Block of both TGF-β and IL-2 signaling impedes Neurophilin-1+ regulatory T cell and follicular regulatory T cell development

Understanding the mechanisms that lead to autoimmunity is critical for defining potential therapeutic pathways. In this regard there have been considerable efforts in investigating the interacting roles of TGF-beta and IL-2 on the function regulatory T cells. We have taken advantage of dnTGF-beta RII II2ra(-/-)(abbreviated as II2ra(-/-)Tg) mouse model, which allows a direct mechanistic approach to define the relative roles of TGF-beta and IL-2 on Treg development. II2ra(-/-)Tg mice spontaneously developed multi-organ autoimmune diseases with expansion of pathogenic T cells and enhanced germinal center response at 3-4 weeks of age.

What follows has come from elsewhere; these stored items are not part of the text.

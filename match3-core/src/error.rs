//! Engine error types

use crate::board::CellPos;

/// Why a swap request was refused before anything moved
#[derive(Clone, Copy, Debug, PartialEq, Eq)]
pub enum SwapRejection {
    SameCell,
    NotAdjacent,
    Diagonal,
    EmptyCell(CellPos),
    Immovable(CellPos),
}

impl std::fmt::Display for SwapRejection {
    fn fmt(&self, f: &mut std::fmt::Formatter<'_>) -> std::fmt::Result {
        match self {
            SwapRejection::SameCell => write!(f, "cells are identical"),
            SwapRejection::NotAdjacent => write!(f, "cells are not adjacent"),
            SwapRejection::Diagonal => write!(f, "diagonal swaps are not allowed"),
            SwapRejection::EmptyCell(pos) => write!(f, "no piece at {}", pos),
            SwapRejection::Immovable(pos) => write!(f, "piece at {} cannot move", pos),
        }
    }
}

#[derive(Debug, thiserror::Error)]
pub enum EngineError {
    #[error("cell {pos} is outside the {rows}x{columns} board")]
    OutOfRange { pos: CellPos, rows: usize, columns: usize },

    #[error("invalid swap {a} <-> {b}: {reason}")]
    InvalidSwap {
        a: CellPos,
        b: CellPos,
        reason: SwapRejection,
    },

    #[error("board invariant violated: {0}")]
    InvariantViolation(String),

    #[error("session is {state} and does not accept this request")]
    NotAccepting { state: &'static str },

    #[error("no levels configured")]
    NoLevels,

    #[error("invalid level: {0}")]
    InvalidLevel(String),

    #[error("invalid configuration: {0}")]
    InvalidConfig(String),
}

pub type EngineResult<T> = Result<T, EngineError>;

Importantly, peripheral Treg cells from II2ra(-/-)Tg mice demonstrated an activated Th1-like stable phenotype and normal in vitro suppressive function, while thymus Treg increased but manifested decreased suppressive function. Interestingly, neither thymus nor peripheral Treg cells of II2ra(-/-)Tg mice contained Neuropilin-1(+) or PD-1(hi) phenotype, resulting in defective follicular regulatory T (Tfr) cell development. Such defective Tfr development led to elevated follicular T helper cells, enhanced germinal center responses and increased plasma cell infiltration. These data demonstrate an important synergetic role of TGF-beta and IL-2 in the generation, activation and stability of Treg cells, as well as their subsequent development into Tfr cells.